Meet Sophie Giovana Akera, one of our National Field Coordinating Officers from the Resident Coordinator's Office (RCO) in Uganda. You may think that as an RCO staff member, she is based in the Ugandan capital, Kampala. But Sophie is currently based in Karamoja, 500 kilometers northeast of Kampala. Her day starts with communicating with other colleagues from sub-regional offices of the UN entities deployed there and updating her RCO colleagues in the capital city. Sophie’s focus on coordination spreads across this northern Uganda. As a Field Officer, Sophie helps facilitate the implementation of the UN Sustainable Development Cooperation Framework (2021-2025); the roadmap agreed between the UN and the Government of Uganda which guides UN activities in the country over a four year period. Sophie also works to build strong partnerships and collaboration between UN agencies in the regions and ensure effective coordination between the humanitarian and development actors at the district and regional level.

Two women sit at a table with a UN Women banner behind them
Sophie Giovana Akera (right); Chairing UNAC Meeting when the UN WOMEN Country Representative (left) visited Karamoja
Photo: RCO Uganda 

Since 2015, the United Nations in Uganda has employed a unique method, called “the United Nations Areas Coordinator (UNAC) System” to guide its development activities and programing on the ground.

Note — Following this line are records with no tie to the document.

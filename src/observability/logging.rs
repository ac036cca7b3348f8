//! Structured logging using the tracing crate
//!
//! ## Environment Variables
//!
//! - `LOG_LEVEL`: ERROR, WARN, INFO, DEBUG or TRACE, defaults to INFO
//! - `LOG_FORMAT`: `json` (default), `pretty` or `compact`
//! - `LOG_SPANS`: `true` to log span open/close events
//! - `RUST_LOG`: overrides filtering entirely (env_logger syntax)
//!
//! ```bash
//! LOG_FORMAT=pretty LOG_LEVEL=DEBUG agentbus run --config agent.toml
//! ```

use std::env;
use tracing::Level;
use tracing_subscriber::fmt::format::FmtSpan;
use tracing_subscriber::{fmt, prelude::*, EnvFilter};

/// Log output format options
#[derive(Debug, Clone, Copy, PartialEq, Eq)]
pub enum LogFormat {
    /// Machine-readable JSON lines
    Json,
    /// Colored, indented output for development
    Pretty,
    /// Colored single-line output
    Compact,
}

impl LogFormat {
    /// Parse a format name, defaulting to JSON
    pub fn parse(s: &str) -> Self {
        match s.to_lowercase().as_str() {
            "pretty" => LogFormat::Pretty,
            "compact" => LogFormat::Compact,
            _ => LogFormat::Json,
        }
    }
}

/// Parse a level name, defaulting to INFO
pub fn parse_level(s: &str) -> Level {
    match s.to_uppercase().as_str() {
        "ERROR" => Level::ERROR,
        "WARN" => Level::WARN,
        "DEBUG" => Level::DEBUG,
        "TRACE" => Level::TRACE,
        _ => Level::INFO,
    }
}

fn build_filter(level: Level) -> EnvFilter {
    if let Ok(rust_log) = env::var("RUST_LOG") {
        if let Ok(filter) = EnvFilter::try_new(rust_log) {
            return filter;
        }
    }

    // Dependencies are noisy below warn
    EnvFilter::try_new(format!(
        "{level},rumqttc=warn,hyper=warn,warp=warn,sqlx=warn,tokio=warn"
    ))
    .unwrap_or_else(|_| EnvFilter::new(level.to_string()))
}

/// Initialize logging; a second call is a no-op
pub fn init_logging(level: Level, format: LogFormat, include_spans: bool) {
    let span_events = if include_spans {
        FmtSpan::NEW | FmtSpan::CLOSE
    } else {
        FmtSpan::NONE
    };
    let registry = tracing_subscriber::registry().with(build_filter(level));

    let result = match format {
        LogFormat::Json => registry
            .with(fmt::layer().json().with_span_events(span_events))
            .try_init(),
        LogFormat::Pretty => registry
            .with(fmt::layer().pretty().with_ansi(true).with_span_events(span_events))
            .try_init(),
        LogFormat::Compact => registry
            .with(
                fmt::layer()
                    .compact()
                    .with_ansi(true)
                    .with_target(false)
                    .with_span_events(span_events),
            )
            .try_init(),
    };

    if result.is_err() {
        tracing::debug!("Logging already initialized");
    }
}

/// Initialize logging from `LOG_LEVEL`, `LOG_FORMAT` and `LOG_SPANS`
pub fn init_default_logging() {
    let level = parse_level(&env::var("LOG_LEVEL").unwrap_or_default());
    let format = LogFormat::parse(&env::var("LOG_FORMAT").unwrap_or_default());
    let include_spans = env::var("LOG_SPANS")
        .map(|v| v.eq_ignore_ascii_case("true"))
        .unwrap_or(false);

    init_logging(level, format, include_spans);
}

/// Span around a bus operation
#[macro_export]
macro_rules! bus_span {
    ($($field:tt)*) => {
        tracing::info_span!("bus_operation", $($field)*)
    };
}

/// Span around a workflow instance step
#[macro_export]
macro_rules! workflow_span {
    ($($field:tt)*) => {
        tracing::info_span!("workflow_instance", $($field)*)
    };
}

pub use {bus_span, workflow_span};

#[cfg(test)]
mod tests {
    use super::*;

    #[test]
    fn test_log_format_parse() {
        assert_eq!(LogFormat::parse("json"), LogFormat::Json);
        assert_eq!(LogFormat::parse("PRETTY"), LogFormat::Pretty);
        assert_eq!(LogFormat::parse("CoMpAcT"), LogFormat::Compact);
    }

    #[test]
    fn test_log_format_invalid_defaults_to_json() {
        for input in ["", "xml", "yaml", "invalid"] {
            assert_eq!(LogFormat::parse(input), LogFormat::Json, "input: {input}");
        }
    }

    #[test]
    fn test_parse_level() {
        let cases = [
            ("ERROR", Level::ERROR),
            ("warn", Level::WARN),
            ("Info", Level::INFO),
            ("debug", Level::DEBUG),
            ("TRACE", Level::TRACE),
            ("", Level::INFO),
            ("verbose", Level::INFO),
        ];
        for (input, expected) in cases {
            assert_eq!(parse_level(input), expected, "input: {input}");
        }
    }

    #[test]
    fn test_span_macros() {
        let span = bus_span!(topic = "timon");
        let _guard = span.enter();
        let span = workflow_span!(instance = "42", template = "wf");
        let _guard = span.enter();
    }

    #[test]
    fn test_init_twice_does_not_panic() {
        init_logging(Level::WARN, LogFormat::Compact, false);
        init_logging(Level::WARN, LogFormat::Json, true);
    }
}
//! Pure routing of MQTT events
//!
//! Broker events are classified here before the supervisor in
//! [`super::client`] acts on them.

use super::connection::TopicMapper;
use crate::protocol::topic_matches;
use rumqttc::v5::mqttbytes::v5::{Packet, SubscribeReasonCode};
use rumqttc::v5::Event;
use tracing::debug;

pub struct MessageHandler;

impl MessageHandler {
    /// Classify a broker event
    pub fn route_mqtt_event(event: &Event) -> EventRoute {
        match event {
            Event::Incoming(incoming) => match incoming {
                Packet::ConnAck(_) => EventRoute::ConnectionAcknowledged,
                Packet::Publish(publish) => EventRoute::MessageReceived {
                    topic: String::from_utf8_lossy(&publish.topic).to_string(),
                    payload: publish.payload.clone(),
                    retain: publish.retain,
                },
                Packet::Disconnect(_) => EventRoute::Disconnected,
                Packet::SubAck(suback) => EventRoute::SubscriptionConfirmed {
                    packet_id: suback.pkid,
                    success: suback
                        .return_codes
                        .iter()
                        .all(|code| matches!(code, SubscribeReasonCode::Success(_))),
                },
                other => EventRoute::InfrastructureEvent(format!("{other:?}")),
            },
            Event::Outgoing(_) => EventRoute::OutgoingEvent,
        }
    }

    /// Retained messages are broker state, not bus events
    pub fn should_process_message(topic: &str, retain: bool) -> bool {
        if retain {
            debug!(topic = %topic, "Ignoring retained message");
            return false;
        }
        true
    }

    /// Resolve a broker topic to its bus topic and the subscription filters
    /// it matches
    pub fn resolve_subscribers<'a, I>(
        mapper: &TopicMapper,
        broker_topic: &str,
        filters: I,
    ) -> Option<(String, Vec<String>)>
    where
        I: IntoIterator<Item = &'a String>,
    {
        let topic = mapper.from_broker(broker_topic)?;
        let matched: Vec<String> = filters
            .into_iter()
            .filter(|filter| topic_matches(filter, &topic))
            .cloned()
            .collect();
        Some((topic, matched))
    }
}

/// Routing decisions for MQTT events
#[derive(Debug, Clone)]
pub enum EventRoute {
    ConnectionAcknowledged,
    MessageReceived {
        topic: String,
        payload: bytes::Bytes,
        retain: bool,
    },
    Disconnected,
    SubscriptionConfirmed { packet_id: u16, success: bool },
    /// PingResp and other keep-alive traffic
    InfrastructureEvent(String),
    OutgoingEvent,
}

#[cfg(test)]
mod tests {
    use super::*;
    use bytes::Bytes;
    use rumqttc::v5::mqttbytes::v5::{ConnAck, ConnectReturnCode, Publish};
    use rumqttc::v5::mqttbytes::QoS;

    #[test]
    fn test_route_publish() {
        let publish = Publish {
            dup: false,
            qos: QoS::AtLeastOnce,
            retain: false,
            topic: Bytes::from("savanna/timon"),
            pkid: 1,
            payload: Bytes::from("{}"),
            properties: None,
        };
        let route = MessageHandler::route_mqtt_event(&Event::Incoming(Packet::Publish(publish)));
        match route {
            EventRoute::MessageReceived {
                topic,
                payload,
                retain,
            } => {
                assert_eq!(topic, "savanna/timon");
                assert_eq!(payload, Bytes::from("{}"));
                assert!(!retain);
            }
            other => panic!("unexpected route: {other:?}"),
        }
    }

    #[test]
    fn test_route_connack() {
        let connack = ConnAck {
            session_present: false,
            code: ConnectReturnCode::Success,
            properties: None,
        };
        assert!(matches!(
            MessageHandler::route_mqtt_event(&Event::Incoming(Packet::ConnAck(connack))),
            EventRoute::ConnectionAcknowledged
        ));
    }

    #[test]
    fn test_route_disconnect() {
        use rumqttc::v5::mqttbytes::v5::{Disconnect, DisconnectReasonCode};

        let disconnect = Event::Incoming(Packet::Disconnect(Disconnect {
            reason_code: DisconnectReasonCode::NormalDisconnection,
            properties: None,
        }));
        assert!(matches!(
            MessageHandler::route_mqtt_event(&disconnect),
            EventRoute::Disconnected
        ));
    }

    #[test]
    fn test_retained_messages_are_skipped() {
        assert!(MessageHandler::should_process_message("timon", false));
        assert!(!MessageHandler::should_process_message("status/timon", true));
    }

    #[test]
    fn test_resolve_subscribers() {
        let mapper = TopicMapper::new("savanna");
        let filters = vec![
            "timon".to_string(),
            "workflow/#".to_string(),
            "pumbaa".to_string(),
        ];

        let (topic, matched) =
            MessageHandler::resolve_subscribers(&mapper, "savanna/workflow/instances/1", &filters)
                .unwrap();
        assert_eq!(topic, "workflow/instances/1");
        assert_eq!(matched, vec!["workflow/#".to_string()]);

        let (_, matched) =
            MessageHandler::resolve_subscribers(&mapper, "savanna/timon", &filters).unwrap();
        assert_eq!(matched, vec!["timon".to_string()]);

        assert!(MessageHandler::resolve_subscribers(&mapper, "elsewhere/timon", &filters).is_none());
    }
}
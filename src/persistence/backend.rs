//! In-process durable backend
//!
//! Cloning a [`MemoryBackend`] shares its records, so several agents in one
//! process can use it as a common store the way they would share a database.

use super::{DeliveryError, PersistenceBackend};
use crate::protocol::{topic_matches, EventStatus, StoredEvent};
use async_trait::async_trait;
use chrono::{DateTime, Utc};
use std::sync::Arc;
use tokio::sync::RwLock;
use uuid::Uuid;

#[derive(Debug, Clone)]
struct Row {
    record: StoredEvent,
    expires_at: DateTime<Utc>,
}

#[derive(Debug, Clone, Default)]
pub struct MemoryBackend {
    rows: Arc<RwLock<Vec<Row>>>,
}

impl MemoryBackend {
    pub fn new() -> Self {
        Self::default()
    }

    pub async fn len(&self) -> usize {
        self.rows.read().await.len()
    }

    pub async fn is_empty(&self) -> bool {
        self.rows.read().await.is_empty()
    }
}

#[async_trait]
impl PersistenceBackend for MemoryBackend {
    async fn store(
        &self,
        record: &StoredEvent,
        expires_at: DateTime<Utc>,
    ) -> Result<(), DeliveryError> {
        let mut rows = self.rows.write().await;
        let row = Row {
            record: record.clone(),
            expires_at,
        };
        match rows.iter_mut().find(|r| r.record.event.id == record.event.id) {
            Some(existing) => *existing = row,
            None => rows.push(row),
        }
        Ok(())
    }

    async fn update_status(&self, id: Uuid, status: EventStatus) -> Result<bool, DeliveryError> {
        let mut rows = self.rows.write().await;
        Ok(rows
            .iter_mut()
            .find(|r| r.record.event.id == id)
            .map(|r| r.record.status = status)
            .is_some())
    }

    async fn read_since(
        &self,
        filter: &str,
        source: Option<&str>,
        after_seq: u64,
    ) -> Result<Vec<StoredEvent>, DeliveryError> {
        let now = Utc::now();
        let rows = self.rows.read().await;
        let mut records: Vec<StoredEvent> = rows
            .iter()
            .filter(|r| r.expires_at > now)
            .map(|r| &r.record)
            .filter(|r| topic_matches(filter, &r.event.topic))
            .filter(|r| source.map_or(true, |s| r.event.source == s))
            .filter(|r| r.event.seq > after_seq)
            .cloned()
            .collect();
        records.sort_by(|a, b| a.event.published_at.cmp(&b.event.published_at));
        Ok(records)
    }

    async fn retrieve(
        &self,
        since: Option<DateTime<Utc>>,
        statuses: &[EventStatus],
    ) -> Result<Vec<StoredEvent>, DeliveryError> {
        let now = Utc::now();
        let rows = self.rows.read().await;
        let mut records: Vec<StoredEvent> = rows
            .iter()
            .filter(|r| r.expires_at > now)
            .map(|r| &r.record)
            .filter(|r| since.map_or(true, |since| r.stored_at >= since))
            .filter(|r| statuses.is_empty() || statuses.contains(&r.status))
            .cloned()
            .collect();
        records.sort_by(|a, b| a.stored_at.cmp(&b.stored_at));
        Ok(records)
    }

    async fn purge_expired(&self, now: DateTime<Utc>) -> Result<u64, DeliveryError> {
        let mut rows = self.rows.write().await;
        let before = rows.len();
        rows.retain(|r| r.expires_at > now);
        Ok((before - rows.len()) as u64)
    }
}

#[cfg(test)]
mod tests {
    use super::*;
    use crate::protocol::{BusEvent, Payload};
    use chrono::Duration;

    fn record(source: &str, topic: &str, seq: u64) -> StoredEvent {
        StoredEvent::new(BusEvent::new(source, topic, seq, Payload::new()), EventStatus::Sent)
    }

    #[tokio::test]
    async fn test_clones_share_records() {
        let backend = MemoryBackend::new();
        let other = backend.clone();
        backend
            .store(&record("timon", "timon", 1), Utc::now() + Duration::minutes(1))
            .await
            .unwrap();
        assert_eq!(other.len().await, 1);
    }

    #[tokio::test]
    async fn test_store_overwrites_same_id() {
        let backend = MemoryBackend::new();
        let mut r = record("timon", "timon", 1);
        let expires = Utc::now() + Duration::minutes(1);
        backend.store(&r, expires).await.unwrap();
        r.status = EventStatus::Failed;
        backend.store(&r, expires).await.unwrap();

        let all = backend.retrieve(None, &[]).await.unwrap();
        assert_eq!(all.len(), 1);
        assert_eq!(all[0].status, EventStatus::Failed);
    }

    #[tokio::test]
    async fn test_read_since_filters() {
        let backend = MemoryBackend::new();
        let expires = Utc::now() + Duration::minutes(1);
        for (source, topic, seq) in [
            ("timon", "timon", 1),
            ("timon", "timon", 2),
            ("pumbaa", "timon", 1),
            ("timon", "workflow/instances/1", 1),
        ] {
            backend.store(&record(source, topic, seq), expires).await.unwrap();
        }

        assert_eq!(backend.read_since("timon", None, 0).await.unwrap().len(), 3);
        assert_eq!(backend.read_since("timon", Some("timon"), 1).await.unwrap().len(), 1);
        assert_eq!(backend.read_since("workflow/#", None, 0).await.unwrap().len(), 1);
    }

    #[tokio::test]
    async fn test_expired_records_are_hidden_and_purged() {
        let backend = MemoryBackend::new();
        let past = Utc::now() - Duration::seconds(1);
        backend.store(&record("timon", "timon", 1), past).await.unwrap();
        backend
            .store(&record("timon", "timon", 2), Utc::now() + Duration::minutes(1))
            .await
            .unwrap();

        assert_eq!(backend.read_since("timon", None, 0).await.unwrap().len(), 1);
        assert_eq!(backend.purge_expired(Utc::now()).await.unwrap(), 1);
        assert_eq!(backend.len().await, 1);
    }

    #[tokio::test]
    async fn test_update_unknown_status() {
        let backend = MemoryBackend::new();
        assert!(!backend.update_status(Uuid::new_v4(), EventStatus::Sent).await.unwrap());
    }
}
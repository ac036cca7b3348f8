//! Bus-input dispatch table
//!
//! Built once at startup from the templates' `triggers`: every topic filter
//! maps to the routes that start a workflow when an event arrives on it.

use crate::bus::EventHandler;
use crate::protocol::{canonicalize_topic, BusEvent};
use crate::rules::{Converter, RulerConfig};
use crate::workflow::{WorkflowEngine, WorkflowTemplate};
use async_trait::async_trait;
use std::collections::{BTreeMap, HashMap};
use std::sync::Arc;
use tracing::{debug, info, warn};

/// One template started by events on a topic
#[derive(Debug, Clone)]
pub struct TriggerRoute {
    pub template_id: String,
    /// Ruler applied to the event payload before the requirement check
    pub converter: Option<Arc<Converter>>,
    pub require: Vec<String>,
}

#[derive(Debug, Clone, Default)]
pub struct DispatchTable {
    routes: BTreeMap<String, Vec<TriggerRoute>>,
}

impl DispatchTable {
    pub fn build(
        templates: &[WorkflowTemplate],
        rulers: &HashMap<String, RulerConfig>,
    ) -> Result<Self, String> {
        let mut compiled: HashMap<&str, Arc<Converter>> = HashMap::new();
        let mut routes: BTreeMap<String, Vec<TriggerRoute>> = BTreeMap::new();

        for template in templates {
            for trigger in &template.triggers {
                let converter = match &trigger.ruler {
                    Some(name) => {
                        if let Some(converter) = compiled.get(name.as_str()) {
                            Some(converter.clone())
                        } else {
                            let (key, ruler) = rulers.get_key_value(name).ok_or_else(|| {
                                format!(
                                    "workflow '{}' trigger references unknown ruler '{name}'",
                                    template.id
                                )
                            })?;
                            let converter = Arc::new(
                                Converter::from_rulers([ruler])
                                    .map_err(|e| format!("ruler '{name}': {e}"))?,
                            );
                            compiled.insert(key.as_str(), converter.clone());
                            Some(converter)
                        }
                    }
                    None => None,
                };

                routes
                    .entry(canonicalize_topic(&trigger.topic))
                    .or_default()
                    .push(TriggerRoute {
                        template_id: template.id.clone(),
                        converter,
                        require: trigger.require.clone(),
                    });
            }
        }
        Ok(Self { routes })
    }

    pub fn topics(&self) -> impl Iterator<Item = &str> {
        self.routes.keys().map(String::as_str)
    }

    pub fn routes(&self, filter: &str) -> &[TriggerRoute] {
        self.routes.get(filter).map_or(&[], Vec::as_slice)
    }

    pub fn is_empty(&self) -> bool {
        self.routes.is_empty()
    }

    pub fn len(&self) -> usize {
        self.routes.values().map(Vec::len).sum()
    }
}

/// Bus handler starting the workflows routed on one filter
pub struct TriggerHandler {
    engine: WorkflowEngine,
    routes: Vec<TriggerRoute>,
}

impl TriggerHandler {
    pub fn new(engine: WorkflowEngine, routes: Vec<TriggerRoute>) -> Self {
        Self { engine, routes }
    }
}

#[async_trait]
impl EventHandler for TriggerHandler {
    async fn handle(&self, event: &BusEvent) {
        for route in &self.routes {
            let mut payload = event.payload.clone();
            if let Some(converter) = &route.converter {
                for error in converter.apply_in_place(&mut payload) {
                    debug!(
                        event_id = %event.id,
                        template = %route.template_id,
                        error = %error,
                        "Trigger ruler step failed"
                    );
                }
            }

            match self
                .engine
                .trigger(&route.template_id, payload, &route.require)
                .await
            {
                Ok(instance) => info!(
                    event_id = %event.id,
                    topic = %event.topic,
                    template = %route.template_id,
                    instance_id = %instance.id,
                    state = %instance.state,
                    "Workflow triggered"
                ),
                Err(e) => warn!(
                    event_id = %event.id,
                    template = %route.template_id,
                    error = %e,
                    "Failed to trigger workflow"
                ),
            }
        }
    }
}
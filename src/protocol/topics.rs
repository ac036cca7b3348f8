//! Topic canonicalization, wildcard matching and agent name validation
//!
//! Topics are slash-separated names without leading or trailing slashes
//! (`timon`, `workflow/instances/42`). Subscriptions may use MQTT-style
//! wildcards: `+` matches exactly one level, `#` matches any remaining levels
//! and must be the last level of the filter.

use thiserror::Error;

pub fn canonicalize_topic(topic: &str) -> String {
    topic
        .split('/')
        .filter(|level| !level.is_empty())
        .collect::<Vec<_>>()
        .join("/")
}

/// Check whether `topic` is matched by the subscription `filter`
pub fn topic_matches(filter: &str, topic: &str) -> bool {
    let mut filter_levels = filter.split('/');
    let mut topic_levels = topic.split('/');

    loop {
        match (filter_levels.next(), topic_levels.next()) {
            (Some("#"), _) => return true,
            (Some("+"), Some(_)) => continue,
            (Some(f), Some(t)) if f == t => continue,
            (None, None) => return true,
            _ => return false,
        }
    }
}

/// True if the topic contains a wildcard level
pub fn is_wildcard(topic: &str) -> bool {
    topic.split('/').any(|level| level == "+" || level == "#")
}

pub fn validate_topic_filter(filter: &str) -> Result<(), ValidationError> {
    if filter.is_empty() {
        return Err(ValidationError::EmptyTopic);
    }

    let levels: Vec<&str> = filter.split('/').collect();
    for (index, level) in levels.iter().enumerate() {
        if level.contains('#') && (*level != "#" || index != levels.len() - 1) {
            return Err(ValidationError::InvalidWildcard(filter.to_string()));
        }
        if level.contains('+') && *level != "+" {
            return Err(ValidationError::InvalidWildcard(filter.to_string()));
        }
    }

    Ok(())
}

/// Topics published to must be concrete
pub fn validate_publish_topic(topic: &str) -> Result<(), ValidationError> {
    validate_topic_filter(topic)?;
    if is_wildcard(topic) {
        return Err(ValidationError::WildcardPublish(topic.to_string()));
    }
    Ok(())
}

pub fn validate_agent_name(name: &str) -> Result<(), ValidationError> {
    if name.is_empty() {
        return Err(ValidationError::EmptyAgentName);
    }

    for ch in name.chars() {
        if !ch.is_ascii_alphanumeric() && ch != '.' && ch != '_' && ch != '-' {
            return Err(ValidationError::InvalidAgentNameChar(ch));
        }
    }

    Ok(())
}

/// Validation errors for bus names
#[derive(Debug, Error, PartialEq)]
pub enum ValidationError {
    #[error("Agent name cannot be empty")]
    EmptyAgentName,
    #[error("Agent name contains invalid character: '{0}'")]
    InvalidAgentNameChar(char),
    #[error("Topic cannot be empty")]
    EmptyTopic,
    #[error("Invalid wildcard usage in topic filter: {0}")]
    InvalidWildcard(String),
    #[error("Cannot publish to a wildcard topic: {0}")]
    WildcardPublish(String),
}
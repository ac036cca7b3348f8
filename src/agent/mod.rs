//! Agent runtime
//!
//! Wires configuration, bus, workflow engine and history into one process.

pub mod dispatch;
pub mod lifecycle;

pub use dispatch::{DispatchTable, TriggerHandler, TriggerRoute};
pub use lifecycle::{AgentRuntime, LifecycleError};
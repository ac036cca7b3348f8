//! Testing utilities and mock implementations
//!
//! Mocks for exercising the bus, persistence and history without a broker or
//! a database.

pub mod mocks;

pub use mocks::*;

To adapt to the principles of ‘leave no one behind’ and ‘reach the last mile and the last person’, the RCO has deployed three national UN Volunteers to four regions. This decentralized coordination system, stretching beyond the four walls of our office in Kampala, is made possible by the generous contribution of the Government of Norway. 

National Field Coordinating Officers like Sophie provide real-time updates and share useful information, including on issues of duty of care that are bridging the spatial gap between the UN Resident Coordinator and UN personnel in the field. In addition, the system has enhanced collaboration among partners outside the UN, including district local governments and civil societies, by providing the enabling environment for dialogue, planning, and decision-making faster than ever before.

In addition to Sophie deployed in Karamoja, two other officers are stationed in field offices ranging from northern Uganda, southwest Uganda to the West Nile. Since its inauguration in 2015, the coordination system has helped implement the SDGs locally in Uganda, while enhancing the Resident Coordinator's leadership and the effectiveness of the UN Reform Agenda. 

group of people stand on the road with tools for cleaning
Sophie (second from right) mobilising UN staff in Karamoja to clean Moroto Municipality on UN Day.
Photo: UN Uganda 

The RCO’s sub-regional footprint has strengthened coordination among colleagues from different UN entities to carry out their interventions, including rapid needs-based assessments on pre-determined triggers such as drought, flood and conflict, coordination of joint activities and joint programmes, field monitoring visits, capacity building, prevention of sexual exploitation and abuse and programme implementation. Overall, the system ensures that there is greater coherence, less duplication and stronger impact of the UN’s work, across agencies. 

In particular, the RCO has brought the conversation on synergies and deeper interactions between humanitarian and development work across the country, to the field, and it is already yielding substantive results as the focus is now shifting to enhancing sustainability and impact as well as disaster prevention and mitigation. As the UN in Uganda moves towards deepening its engagement with an emphasis on the nexus among humanitarian, development, and peace efforts, the UNAC system will remain an indispensable pivot going forward. 

To put it into perspective, this decentralised coordination system is a US$45,000 annual investment which has already delivered huge returns - providing nearly US$900,000 worth of services and savings over the seven years since its inception. 

With the support and leadership of the Resident Coordinator, Susan Namondo Ngogi the UN in Uganda will continue to use this effective, decentralised coordination approach to ensure its development programming and interventions go further and leave no one behind.